バチカンにおけるハンセン病国際シンポジウム ~誰も取り残さない社会の実現~

於:バチカン

聖職者の皆さん、お集りの皆さん。

はじめに、フランシスコ教皇台下におかれましては、これまでも世界ハンセン病の日に合わせ声明を発表下さっていることに感謝申し上げると同時に、本日は、フランシスコ教皇台下をはじめとするバチカンの皆さんのハンセン病に対する格別の協力を賜り、2016年以来2回目となるハンセン病国際シンポジウムをバチカンで開催できることを嬉しく思います。また、本シンポジウム開催に協力頂いたみなさんに感謝申し上げます。ハンセン病と病気にまつわる差別のない世界の実現に向け、現状と課題について大いに議論いただけることを期待しております。

また、昨年末にベネディクト16世名誉教皇台下が崩御されたことに、衷心から哀悼の意を表します。ベネディクト16世名誉教皇台下は、ハンセン病患者のケアに人生を捧げたダミアン神父を聖人に列する決定をされるなど、ハンセン病にも深い理解と同情を示してくださいました。ベネディクト16世名誉教皇台下の功績に心からの敬意を表します。

ご承知の通り、ハンセン病は最古の感染症の一つです。今では薬を服用すれば完治する病気となりましたが、ハンセン病の特徴として、罹患しても痛みも熱も伴わないため、なかなか病院へ行かず障害が発現してしまう患者が沢山いることを私自身世界中の現場で見て参りました。ハンセン病には早期発見・早期治療が何よりも重要ですから、ここにお集まりのWHOをはじめとする医療部門の方々には積極的に患者を見つけ、治療につなげる活動を引き続き強力にお願いしたいと思います。私自身、引続き皆さまと共に、現場を訪れ、早期発見・早期治療に向けた活動に尽力して参ります。

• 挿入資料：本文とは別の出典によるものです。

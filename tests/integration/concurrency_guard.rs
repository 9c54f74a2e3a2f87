//! Integration tests for the one-run-per-identity guard

use crate::support::{channel, config, FaultyProvider};
use chat_history_scanner::resume::ScanRegistry;
use chat_history_scanner::scanner::{ScanError, ScanExecutor, ScanRequest, ScanStatus};
use std::sync::Arc;
use std::time::Duration;
use tempfile::TempDir;

#[tokio::test]
async fn test_second_run_of_same_identity_fails_fast() {
    let dir = TempDir::new().unwrap();
    let registry = ScanRegistry::shared();
    let executor =
        ScanExecutor::new(config(dir.path(), 10)).with_registry(registry.clone());
    let request = ScanRequest::new("g", "c");
    let provider = FaultyProvider::new(channel(20));

    let guard = registry.start(&request.identity().unwrap()).unwrap();

    let err = executor
        .execute(&provider, request.clone())
        .await
        .unwrap_err();
    assert!(matches!(err, ScanError::AlreadyRunning { .. }));
    assert_eq!(provider.calls(), 0);
    // Rejected before any checkpoint was created
    assert_eq!(std::fs::read_dir(dir.path()).unwrap().count(), 0);

    drop(guard);
    let outcome = executor.execute(&provider, request).await.unwrap();
    assert_eq!(outcome.status, ScanStatus::Completed);
    assert_eq!(registry.running_count(), 0);
}

#[tokio::test]
async fn test_different_identity_runs_alongside() {
    let dir = TempDir::new().unwrap();
    let registry = ScanRegistry::shared();
    let executor =
        ScanExecutor::new(config(dir.path(), 10)).with_registry(registry.clone());

    let _guard = registry
        .start(&ScanRequest::new("g", "c").identity().unwrap())
        .unwrap();

    let outcome = executor
        .execute(
            &FaultyProvider::new(channel(20)),
            ScanRequest::new("g", "c").include_bots(true),
        )
        .await
        .unwrap();
    assert_eq!(outcome.status, ScanStatus::Completed);
    assert_eq!(registry.running_count(), 1);
}

#[tokio::test]
async fn test_guard_released_after_failure() {
    let dir = TempDir::new().unwrap();
    let registry = ScanRegistry::shared();
    let executor =
        ScanExecutor::new(config(dir.path(), 10)).with_registry(registry.clone());
    let request = ScanRequest::new("g", "c");

    let failing = FaultyProvider::new(channel(20)).failing([1], || {
        chat_history_scanner::fetcher::FetcherError::ApiError("unknown channel".to_string())
    });
    assert!(executor.execute(&failing, request.clone()).await.is_err());
    assert!(!registry.is_running(&request.identity().unwrap()));

    let outcome = executor
        .execute(&FaultyProvider::new(channel(20)), request)
        .await
        .unwrap();
    assert_eq!(outcome.status, ScanStatus::Completed);
}

#[tokio::test]
async fn test_concurrent_runs_one_wins() {
    let dir = TempDir::new().unwrap();
    let registry = ScanRegistry::shared();
    // The inter-page delay makes the first run yield while holding its guard
    let slow = config(dir.path(), 5)
        .with_fast_mode(false)
        .with_request_delay(Duration::from_millis(5));
    let first = ScanExecutor::new(slow.clone()).with_registry(registry.clone());
    let second = ScanExecutor::new(slow).with_registry(registry.clone());
    let provider = FaultyProvider::new(channel(50));

    let (a, b) = tokio::join!(
        first.execute(&provider, ScanRequest::new("g", "c")),
        second.execute(&provider, ScanRequest::new("g", "c")),
    );

    let conflicts = [&a, &b]
        .iter()
        .filter(|r| matches!(r, Err(ScanError::AlreadyRunning { .. })))
        .count();
    assert_eq!(conflicts, 1);
    assert!(a.is_ok() || b.is_ok());
}

#[tokio::test]
async fn test_default_executors_share_process_registry() {
    let dir = TempDir::new().unwrap();
    let slow = config(dir.path(), 5)
        .with_fast_mode(false)
        .with_request_delay(Duration::from_millis(5));
    // No registry injected: both fall back to the process-wide one
    let first = ScanExecutor::new(slow.clone());
    let second = ScanExecutor::new(slow);
    assert!(Arc::ptr_eq(first.registry(), &ScanRegistry::global()));
    let provider = FaultyProvider::new(channel(50));
    let request = ScanRequest::new("guild-shared-registry", "general");

    let (a, b) = tokio::join!(
        first.execute(&provider, request.clone()),
        second.execute(&provider, request.clone()),
    );

    let conflicts = [&a, &b]
        .iter()
        .filter(|r| matches!(r, Err(ScanError::AlreadyRunning { .. })))
        .count();
    assert_eq!(conflicts, 1);
    assert!(!ScanRegistry::global().is_running(&request.identity().unwrap()));
}
//! Scan and status commands

use crate::fetcher::JsonExportProvider;
use crate::scanner::config::DEFAULT_RETRY_BASE_DELAY;
use crate::scanner::{
    ProgressCallback, ProgressSnapshot, ResumeStatus, ScanConfig, ScanExecutor, ScanOptions,
    ScanOutcome, ScanRequest,
};
use crate::shutdown::SharedShutdown;
use clap::{Args, Parser, Subcommand};
use indicatif::{ProgressBar, ProgressStyle};
use std::path::{Path, PathBuf};
use std::str::FromStr;
use std::sync::Arc;
use std::time::Duration;
use tracing::info;

use super::CliError;

/// Chat History Scanner CLI
#[derive(Parser, Debug)]
#[command(name = "chat-history-scanner")]
#[command(about = "Resumable word and media statistics over a channel's full history", long_about = None)]
#[command(version)]
pub struct Cli {
    /// Command to execute
    #[command(subcommand)]
    pub command: Commands,

    /// Output format (json or human)
    #[arg(long, global = true, default_value = "human")]
    pub output_format: OutputFormat,

    /// Directory holding checkpoint files
    #[arg(long, global = true, default_value = "scans")]
    pub checkpoint_dir: PathBuf,
}

/// CLI commands
#[derive(Subcommand, Debug)]
pub enum Commands {
    /// Scan (or resume scanning) a channel export
    Scan(ScanArgs),
    /// Show checkpoint progress without scanning
    Status(StatusArgs),
}

/// Parameters that make up the scan identity
#[derive(Args, Debug, Clone)]
pub struct TargetArgs {
    /// Stream (server) id
    #[arg(long)]
    pub stream: String,

    /// Channel id
    #[arg(long)]
    pub channel: String,

    /// Oldest time to count (YYYY-MM-DD or RFC 3339 UTC)
    #[arg(long)]
    pub start: Option<String>,

    /// Newest time to count (YYYY-MM-DD or RFC 3339 UTC)
    #[arg(long)]
    pub end: Option<String>,

    /// Count messages from automated accounts
    #[arg(long, default_value_t = false)]
    pub include_bots: bool,
}

impl TargetArgs {
    fn request(&self) -> Result<ScanRequest, CliError> {
        Ok(ScanRequest::new(&self.stream, &self.channel)
            .with_range_str(self.start.as_deref(), self.end.as_deref())?
            .include_bots(self.include_bots))
    }
}

/// Arguments of `scan`
#[derive(Args, Debug)]
pub struct ScanArgs {
    /// Scan identity
    #[command(flatten)]
    pub target: TargetArgs,

    /// Channel export file (JSON array or {"messages": [...]})
    #[arg(long)]
    pub input: PathBuf,

    /// Directory for output reports (defaults to the checkpoint directory)
    #[arg(long)]
    pub output_dir: Option<PathBuf>,

    /// Discard the existing checkpoint and start over
    #[arg(long, default_value_t = false)]
    pub reset: bool,

    /// Pause after counting this many messages
    #[arg(long)]
    pub max_messages: Option<u64>,

    /// Pause after this many seconds
    #[arg(long)]
    pub max_seconds: Option<u64>,

    /// Skip the pause between pages
    #[arg(long, default_value_t = false)]
    pub fast: bool,

    /// Keep stopwords in word counts
    #[arg(long, default_value_t = false)]
    pub keep_stopwords: bool,

    /// Messages per page
    #[arg(long, default_value = "100", value_parser = clap::value_parser!(u64).range(1..=1000))]
    pub page_size: u64,

    /// Attempts per page (first try included)
    #[arg(long, default_value = "4", value_parser = clap::value_parser!(u32).range(1..=20))]
    pub max_attempts: u32,

    /// Words listed in the report
    #[arg(long, default_value = "50")]
    pub top_words: usize,

    /// Words listed per user in the report
    #[arg(long, default_value = "15")]
    pub user_top_words: usize,
}

impl ScanArgs {
    fn config(&self, checkpoint_dir: &Path) -> ScanConfig {
        let mut config = ScanConfig::default()
            .with_checkpoint_dir(checkpoint_dir)
            .with_fast_mode(self.fast)
            .with_stopwords(!self.keep_stopwords)
            .with_page_size(self.page_size as usize)
            .with_retry(self.max_attempts, DEFAULT_RETRY_BASE_DELAY)
            .with_top_words(self.top_words, self.user_top_words);
        if let Some(dir) = &self.output_dir {
            config = config.with_output_dir(dir.clone());
        }
        config
    }

    fn options(&self) -> ScanOptions {
        ScanOptions {
            resume: !self.reset,
            max_messages: self.max_messages,
            max_duration: self.max_seconds.map(Duration::from_secs),
        }
    }

    /// Run the scan
    pub async fn execute(&self, cli: &Cli, shutdown: SharedShutdown) -> Result<(), CliError> {
        let request = self.target.request()?.with_options(self.options());
        let provider = JsonExportProvider::from_file(&self.input)?;
        info!(
            input = %self.input.display(),
            messages = provider.len(),
            "Scanning channel export"
        );

        let spinner = create_spinner(cli.output_format);
        let callback: ProgressCallback = {
            let spinner = spinner.clone();
            Arc::new(move |snapshot: &ProgressSnapshot| spinner.set_message(snapshot.describe()))
        };

        let executor = ScanExecutor::new(self.config(&cli.checkpoint_dir))
            .with_shutdown(shutdown)
            .with_progress(callback);

        let result = executor.execute(&provider, request).await;
        spinner.finish_and_clear();
        let outcome = result?;

        match cli.output_format {
            OutputFormat::Json => print_json(&outcome)?,
            OutputFormat::Human => print_outcome(&outcome),
        }
        Ok(())
    }
}

/// Arguments of `status`
#[derive(Args, Debug)]
pub struct StatusArgs {
    /// Scan identity
    #[command(flatten)]
    pub target: TargetArgs,
}

impl StatusArgs {
    /// Print the checkpoint status
    pub fn execute(&self, cli: &Cli) -> Result<(), CliError> {
        let request = self.target.request()?;
        let executor =
            ScanExecutor::new(ScanConfig::default().with_checkpoint_dir(cli.checkpoint_dir.clone()));
        let status = executor.status(&request)?;

        match cli.output_format {
            OutputFormat::Json => print_json(&status)?,
            OutputFormat::Human => print_status(&status),
        }
        Ok(())
    }
}

/// Output format options
#[derive(Debug, Clone, Copy, PartialEq, Eq)]
pub enum OutputFormat {
    /// JSON output
    Json,
    /// Human-readable output
    Human,
}

impl FromStr for OutputFormat {
    type Err = String;

    fn from_str(s: &str) -> Result<Self, Self::Err> {
        match s.to_lowercase().as_str() {
            "json" => Ok(OutputFormat::Json),
            "human" => Ok(OutputFormat::Human),
            _ => Err(format!("Invalid output format: {s}")),
        }
    }
}

fn create_spinner(format: OutputFormat) -> ProgressBar {
    if format == OutputFormat::Json {
        return ProgressBar::hidden();
    }
    let spinner = ProgressBar::new_spinner();
    spinner.set_style(
        ProgressStyle::default_spinner()
            .template("{spinner:.green} [{elapsed_precise}] {msg}")
            .expect("hardcoded template is valid"),
    );
    spinner.enable_steady_tick(Duration::from_millis(120));
    spinner.set_message("Starting scan");
    spinner
}

fn print_json<T: serde::Serialize>(value: &T) -> Result<(), CliError> {
    let json =
        serde_json::to_string(value).map_err(|e| CliError::SerializationError(e.to_string()))?;
    println!("{json}");
    Ok(())
}

fn print_outcome(outcome: &ScanOutcome) {
    let totals = &outcome.totals;
    println!("\nScan {}", outcome.status);
    println!("Checkpoint: {}", outcome.checkpoint_path.display());
    println!("Report: {}", outcome.report_path.display());
    println!(
        "Messages scanned: {} ({} this run)",
        totals.scanned_messages, outcome.messages_this_run
    );
    println!(
        "Text-only: {}  Media: {}  Users: {}  Unique words: {}",
        totals.text_only_messages, totals.media.any, totals.unique_users, totals.unique_words
    );
    if totals.duplicates_ignored > 0 {
        println!("Duplicates ignored: {}", totals.duplicates_ignored);
    }
    println!("Elapsed: {:.1}s", outcome.elapsed.as_secs_f64());
}

fn print_status(status: &ResumeStatus) {
    println!("Checkpoint: {}", status.checkpoint_path.display());
    if !status.found {
        println!("No checkpoint found; the next scan starts fresh.");
        return;
    }
    let state = if status.completed {
        "completed"
    } else {
        "in progress"
    };
    println!("State: {state}");
    println!(
        "Cursor: {}",
        status
            .cursor
            .map(|id| id.to_string())
            .unwrap_or_else(|| "-".to_string())
    );
    println!("Resume from message #{}", status.resume_from_ordinal);
    println!("Messages scanned: {}", status.totals.scanned_messages);
}
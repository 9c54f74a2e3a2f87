//! Message providers and pagination
//!
//! A [`MessageProvider`] is the channel handle the orchestrator reads from.
//! It exposes one paged operation: "messages before cursor X, at most N".
//! [`pagination::PageFetcher`] wraps it with retries.

use crate::{Message, MessageId};
use async_trait::async_trait;
use std::time::Duration;

pub mod export;
pub mod pagination;

pub use export::JsonExportProvider;
pub use pagination::{sort_newest_first, Page, PageFetcher};

/// Fetcher errors
#[derive(Debug, thiserror::Error)]
pub enum FetcherError {
    /// Connection-level failure
    #[error("network error: {0}")]
    NetworkError(String),

    /// Request timed out
    #[error("request timed out: {0}")]
    Timeout(String),

    /// Provider asked us to slow down
    #[error("rate limit exceeded")]
    RateLimited {
        /// Provider supplied wait hint
        retry_after: Option<Duration>,
    },

    /// Provider-side failure
    #[error("server error {status}: {message}")]
    ServerError {
        /// Status code
        status: u16,
        /// Error body
        message: String,
    },

    /// Missing access to the channel
    #[error("permission denied: {0}")]
    PermissionDenied(String),

    /// Non-retryable API error
    #[error("API error: {0}")]
    ApiError(String),

    /// Response or source could not be parsed
    #[error("parse error: {0}")]
    ParseError(String),

    /// Local source could not be read
    #[error("IO error: {0}")]
    IoError(String),

    /// Provider returned a page that does not move the cursor
    #[error("invalid response: {0}")]
    InvalidResponse(String),

    /// Transient failures persisted past the retry budget
    #[error("giving up after {attempts} attempts: {last_error}")]
    RetriesExhausted {
        /// Attempts made
        attempts: u32,
        /// Last transient error
        last_error: String,
    },

    /// Shutdown requested while waiting to retry
    #[error("fetch cancelled by shutdown")]
    Cancelled,
}

impl FetcherError {
    /// Whether retrying the same request may succeed
    pub fn is_transient(&self) -> bool {
        matches!(
            self,
            FetcherError::NetworkError(_)
                | FetcherError::Timeout(_)
                | FetcherError::RateLimited { .. }
                | FetcherError::ServerError { .. }
        )
    }

    /// Wait hint supplied by the provider, if any
    pub fn retry_after(&self) -> Option<Duration> {
        match self {
            FetcherError::RateLimited { retry_after } => *retry_after,
            _ => None,
        }
    }
}

/// Result type for fetcher operations
pub type FetcherResult<T> = Result<T, FetcherError>;

/// Paged access to one channel's messages
#[async_trait]
pub trait MessageProvider: Send + Sync {
    /// Fetch up to `limit` messages strictly older than `before`.
    ///
    /// With `before == None` the newest messages are returned. The order of
    /// the returned page is unspecified; an empty page means the history is
    /// exhausted.
    async fn fetch_before(
        &self,
        before: Option<MessageId>,
        limit: usize,
    ) -> FetcherResult<Vec<Message>>;
}
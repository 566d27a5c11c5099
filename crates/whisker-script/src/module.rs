//! INCLUDE module resolver (spec §3, §4.10): path resolution, include-stack
//! tracking, circular-include and depth-cap detection.

use std::collections::HashSet;

use crate::error::{WhiskerError, WhiskerResult};

pub const DEFAULT_MAX_DEPTH: usize = 50;

/// A host-provided source loader, decoupling the resolver from file-system
/// I/O (spec §9 "Host-provided file loader").
pub trait Loader {
    fn load(&mut self, resolved_path: &str) -> WhiskerResult<String>;
}

#[derive(Debug)]
pub struct IncludeResult {
    pub original: String,
    pub resolved: String,
    pub content: String,
}

#[cfg_attr(feature = "serde", derive(serde::Serialize, serde::Deserialize))]
pub struct ModuleState {
    pub loaded: Vec<String>,
    pub include_stack: Vec<String>,
}

pub struct ModuleResolver {
    loaded: HashSet<String>,
    include_stack: Vec<String>,
    max_depth: usize,
}

impl Default for ModuleResolver {
    fn default() -> Self {
        Self::new(DEFAULT_MAX_DEPTH)
    }
}

impl ModuleResolver {
    pub fn new(max_depth: usize) -> Self {
        ModuleResolver {
            loaded: HashSet::new(),
            include_stack: Vec::new(),
            max_depth,
        }
    }

    /// Resolves `include_path` relative to `including_file`'s directory.
    /// Absolute paths pass through unchanged; `.`/`..` segments are
    /// normalized; `/` is the canonical separator regardless of platform.
    pub fn resolve_path(including_file: &str, include_path: &str) -> String {
        if include_path.starts_with('/') {
            return normalize(include_path);
        }
        let base_dir = match including_file.rfind('/') {
            Some(idx) => &including_file[..idx],
            None => "",
        };
        let joined = if base_dir.is_empty() {
            include_path.to_string()
        } else {
            format!("{base_dir}/{include_path}")
        };
        normalize(&joined)
    }

    pub fn load_include(
        &mut self,
        including_file: &str,
        include_path: &str,
        loader: &mut dyn Loader,
    ) -> WhiskerResult<IncludeResult> {
        let resolved = Self::resolve_path(including_file, include_path);

        if self.include_stack.contains(&resolved) {
            let mut chain = self.include_stack.clone();
            chain.push(resolved.clone());
            return Err(WhiskerError::CircularInclude { chain });
        }
        if self.include_stack.len() >= self.max_depth {
            return Err(WhiskerError::IncludeDepthExceeded { limit: self.max_depth });
        }

        self.include_stack.push(resolved.clone());
        let content = loader.load(&resolved);
        self.include_stack.pop();

        let content = content?;
        self.loaded.insert(resolved.clone());
        Ok(IncludeResult {
            original: include_path.to_string(),
            resolved,
            content,
        })
    }

    pub fn is_loaded(&self, resolved_path: &str) -> bool {
        self.loaded.contains(resolved_path)
    }

    pub fn include_depth(&self) -> usize {
        self.include_stack.len()
    }

    pub fn get_state(&self) -> ModuleState {
        ModuleState {
            loaded: self.loaded.iter().cloned().collect(),
            include_stack: self.include_stack.clone(),
        }
    }

    pub fn restore_state(&mut self, state: ModuleState) {
        self.loaded = state.loaded.into_iter().collect();
        self.include_stack = state.include_stack;
    }
}

/// Collapses `.` and `..` segments without touching the file system.
fn normalize(path: &str) -> String {
    let mut out: Vec<&str> = Vec::new();
    for seg in path.split('/') {
        match seg {
            "" | "." => {}
            ".." => {
                out.pop();
            }
            other => out.push(other),
        }
    }
    out.join("/")
}

#[cfg(test)]
mod tests {
    use super::*;

    struct MapLoader(ahash::AHashMap<&'static str, &'static str>);
    impl Loader for MapLoader {
        fn load(&mut self, resolved_path: &str) -> WhiskerResult<String> {
            self.0
                .get(resolved_path)
                .map(|s| s.to_string())
                .ok_or_else(|| WhiskerError::Syntax(format!("no such module: {resolved_path}")))
        }
    }

    #[test]
    fn relative_path_resolves_against_including_file_dir() {
        assert_eq!(
            ModuleResolver::resolve_path("story/a.wsk", "./b.wsk"),
            "story/b.wsk"
        );
        assert_eq!(
            ModuleResolver::resolve_path("story/chapters/a.wsk", "../shared/b.wsk"),
            "story/shared/b.wsk"
        );
    }

    #[test]
    fn circular_include_reports_full_chain() {
        let mut loader = MapLoader(ahash::AHashMap::from_iter([
            ("a.wsk", "include b"),
            ("b.wsk", "include a"),
        ]));
        let mut resolver = ModuleResolver::default();
        resolver.include_stack.push("a.wsk".to_string());
        resolver.include_stack.push("b.wsk".to_string());
        let err = resolver
            .load_include("b.wsk", "a.wsk", &mut loader)
            .unwrap_err();
        match err {
            WhiskerError::CircularInclude { chain } => {
                assert_eq!(chain, vec!["a.wsk", "b.wsk", "a.wsk"]);
            }
            other => panic!("expected CircularInclude, got {other:?}"),
        }
    }

    #[test]
    fn load_include_never_grows_stack_past_entry_on_error() {
        let mut loader = MapLoader(ahash::AHashMap::new());
        let mut resolver = ModuleResolver::default();
        let before = resolver.include_depth();
        let _ = resolver.load_include("root.wsk", "missing.wsk", &mut loader);
        assert_eq!(resolver.include_depth(), before);
    }

    #[test]
    fn depth_cap_is_enforced() {
        let mut loader = MapLoader(ahash::AHashMap::new());
        let mut resolver = ModuleResolver::new(1);
        resolver.include_stack.push("a.wsk".to_string());
        let err = resolver
            .load_include("a.wsk", "b.wsk", &mut loader)
            .unwrap_err();
        assert!(matches!(err, WhiskerError::IncludeDepthExceeded { limit: 1 }));
    }
}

一方、ハンセン病は病気自体が完治してもなお、患者、回復者ひいてはその家族を苦しめているものがあります。それは、「差別」です。ハンセン病患者、回復者に対する差別の歴史は長く、根深く、そして現在進行形の問題です。古くは神罰・業病と言われ、感染すれば社会、友人、そして家族からも捨てられ、隔離されました。ハンセン病に対する差別法と呼ばれるものすら未だに残っている国もあります。また、偏見と差別の中で困難な生活をされている患者そして回復者の中には「自分たちに人権があるのか」といったセルフ・ディスクリミネーションすらもっています。こうした差別は、まさに社会の側の無知や誤解が引き起こした人権問題であると私は考えています。

人権問題としてのハンセン病という観点で、私は7年間国連人権理事会で専門家を説得して2010年の国連総会における「ハンセン病患者、回復者とその家族に対する差別撤廃決議」と「原則とガイドライン」の全会一致での採択に尽力致しました。決議により患者、回復者の皆さんは「自分たちには正当な権利がある」と自信と誇りをもって活動できるようなりました。しかしながら、世界に未だに存在する様々な人権問題の中でも、ハンセン病患者、回復者とその家族を含めると数千万人といわれる人々が世界各国で等しく現在も厳しい差別を受けていることを知る人はごくわずかです。

また、2020年に発生した新型コロナウイルスの感染拡大を受けて、多くのハンセン病当事者は生計手段を失い、日々の糧を得ることが困難になりました。各国でハンセン病対策事業が中断・遅延したことから、統計上は新規患者数が減少したように見えますが、実際は診断や治療を受けられていない人も多数存在しています。こうした状況に鑑み、2021年に”Don’t Forget Leprosy”キャンペーンを立ち上げ、「コロナ禍においてもハンセン病を忘れるべきではない」というメッセージを世界中に発信して参りました。そしてWHOも「2021-2030 世界ハンセン病戦略」の中で、ゼロ・レプロシーを目指す方針を明示致しました。また、奇しくも、今年はハンセン博士がらい菌を発見して150周年の年であり、ラウルフォレロ氏の提唱によって始まった「世界ハンセン病の日」が70回目を迎える年でもあります。

今こそ、パンデミックで停滞していた活動を加速させ、一致団結してハンセン病と病気にまつわる差別のない世界の実現に向けて協力していく時ではないでしょうか。本会議を通じて、ハンセン病と病気にまつわる差別のない世界、そして誰も取り残さない社会は必ず実現出来ると固く信じ、これからも共に活動していこうではありませんか。ありがとうございました。